Get actual field name from JPMML model's Input

2019-07-24 17:47发布

问题:

I have a scikit model that I'm using in my java app using JPMML. I'm trying to set the InputFields using the name of the column that was used during training, but "inField.getName().getValue()" is obfuscated to "x{#}". Is there anyway i could map "x{#}" back to the original feature/attribute name?

Map<FieldName, FieldValue> arguments = new LinkedHashMap<>();
    or (InputField inField : patternEvaluator.getInputFields()) {
        int value = activeFeatures.contains(inField.getName().getValue()) ? 1 : 0;
        FieldValue inputFieldValue = inField.prepare(value);
        arguments.put(inField.getName(), inputFieldValue);              
            }
Map<FieldName, ?> results = patternEvaluator.evaluate(arguments);

Here's how I'm generating the modal

from sklearn2pmml import PMMLPipeline
from sklearn2pmml import PMMLPipeline
import os
import pandas as pd
from sklearn.pipeline import Pipeline
import numpy as np

data = pd.read_csv('/pydata/training.csv')
X = data[data.keys()[:-1]].as_matrix()
y = data['classname'].as_matrix()

X_train, X_test, y_train, y_test =    train_test_split(X,y,test_size=0.3,random_state=0)

estimators = [("read", RandomForestClassifier(n_jobs=5,n_estimators=200, max_features='auto'))]    
pipe = PMMLPipeline(estimators)
pipe.fit(X_train,y_train)
pipe.active_fields = np.array(data.columns)
sklearn2pmml(pipe, "/pydata/model.pmml", with_repr = True)

Thanks

回答1:

Does the PMML document contain actual field names at all? Open it in a text editor, and see what are the values of /PMML/DataDictionary/DataField@name attributes.

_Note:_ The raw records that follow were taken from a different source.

use axum::body::Bytes;
use axum::extract::ws::rejection::WebSocketUpgradeRejection;
use axum::extract::ws::{Message, WebSocket, WebSocketUpgrade};
use axum::extract::{Query, State};
use axum::response::{IntoResponse, Response};
use axum::Json;
use bigshot_core::error::CoreError;
use bigshot_events::{Outbound, ServerMessage};
use futures::{SinkExt, StreamExt};
use serde::{Deserialize, Serialize};

use crate::error::{AppError, AppResult};
use crate::middleware::auth::AuthUser;
use crate::response::DataResponse;
use crate::state::AppState;
use crate::ws::protocol::handle_client_message;

#[derive(Debug, Deserialize)]
pub struct WsParams {
    pub token: Option<String>,
}

/// HTTP handler that authenticates and upgrades the connection to WebSocket.
///
/// The token is checked before the upgrade; a missing or invalid token is
/// answered with 401 and no connection is registered.
pub async fn ws_handler(
    State(state): State<AppState>,
    Query(params): Query<WsParams>,
    ws: Result<WebSocketUpgrade, WebSocketUpgradeRejection>,
) -> AppResult<Response> {
    let token = params
        .token
        .ok_or_else(|| AppError::Core(CoreError::Unauthorized("Missing token".into())))?;
    let user = AuthUser::from_token(&token, &state)?;

    match ws {
        Ok(ws) => Ok(ws.on_upgrade(move |socket| handle_socket(socket, state, user))),
        Err(rejection) => Ok(rejection.into_response()),
    }
}

/// Manage a single WebSocket connection after upgrade.
///
/// Splits the socket into a sink (outbound) and stream (inbound), then:
///   1. Registers the connection with the client registry.
///   2. Spawns a sender task that forwards registry messages to the sink.
///   3. Answers inbound commands on the current task.
///   4. Unregisters on disconnect.
async fn handle_socket(socket: WebSocket, state: AppState, user: AuthUser) {
    let conn_id = uuid::Uuid::new_v4().to_string();
    let registry = state.broadcast.registry().clone();
    tracing::info!(conn_id = %conn_id, user_id = user.user_id, "WebSocket connected");

    let mut rx = registry.register(conn_id.clone(), user.user_id).await;
    registry
        .send_to(
            &conn_id,
            ServerMessage::connected(state.broadcast.pubsub_available()),
        )
        .await;

    let (mut sink, mut stream) = socket.split();

    let sender_conn_id = conn_id.clone();
    let send_task = tokio::spawn(async move {
        while let Some(outbound) = rx.recv().await {
            let frame = match outbound {
                Outbound::Message(message) => match serde_json::to_string(&message) {
                    Ok(text) => Message::Text(text.into()),
                    Err(e) => {
                        tracing::error!(
                            conn_id = %sender_conn_id,
                            error = %e,
                            "Unserialisable message",
                        );
                        continue;
                    }
                },
                Outbound::Ping => Message::Ping(Bytes::new()),
                Outbound::Close => {
                    let _ = sink.send(Message::Close(None)).await;
                    break;
                }
            };
            if sink.send(frame).await.is_err() {
                tracing::debug!(conn_id = %sender_conn_id, "WebSocket sink closed");
                break;
            }
        }
    });

    while let Some(result) = stream.next().await {
        match result {
            Ok(Message::Close(_)) => break,
            Ok(Message::Pong(_)) => {
                tracing::trace!(conn_id = %conn_id, "Pong received");
            }
            Ok(Message::Text(text)) => {
                let reply = handle_client_message(&state, &conn_id, text.as_str()).await;
                registry.send_to(&conn_id, reply).await;
            }
            Ok(_) => {}
            Err(e) => {
                tracing::debug!(conn_id = %conn_id, error = %e, "WebSocket receive error");
                break;
            }
        }
    }

    registry.unregister(&conn_id).await;
    send_task.abort();
    tracing::info!(conn_id = %conn_id, "WebSocket disconnected");
}

/// Connection snapshot plus broker health.
#[derive(Debug, Serialize)]
pub struct RealtimeStats {
    pub pubsub_available: bool,
    #[serde(flatten)]
    pub connections: bigshot_events::ConnectionStats,
}

/// GET /api/v1/ws/stats
pub async fn connection_stats(
    _auth: AuthUser,
    State(state): State<AppState>,
) -> AppResult<impl IntoResponse> {
    let connections = state.broadcast.registry().stats().await;
    Ok(Json(DataResponse {
        data: RealtimeStats {
            pubsub_available: state.broadcast.pubsub_available(),
            connections,
        },
    }))
}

Your question indicates that the conversion from Scikit-Learn to PMML was incomplete, because it didn't include information about active field (aka input field) names. In that case they are assumed to be x1, x2, .., xn.



回答2:

Your pipeline only includes the estimator, that is why the names are lost. You have to include all the preprocessing steps as well in order to get them into the PMML.

Let's assume you do not do any preprocessing at all, then that is probably what you need (I do not repeat parts of your code which are required in this snippet):

nones = [(d, None) for d in data.columns]

mapper = DataFrameMapper(nones,df_out=True)

lm = PMMLPipeline([
    ("mapper", mapper),
    ("estimator", estimators)
])

lm.fit(X_train,y_train)

sklearn2pmml(lm, "ScikitLearnNew.pmml", with_repr=True)

In case you do require some preprocessing on your data, instead of None you can use any other transformator (e.g. LabelBinarizer). But the preprocessing has to be happening inside the pipeline in order to be included in the PMML.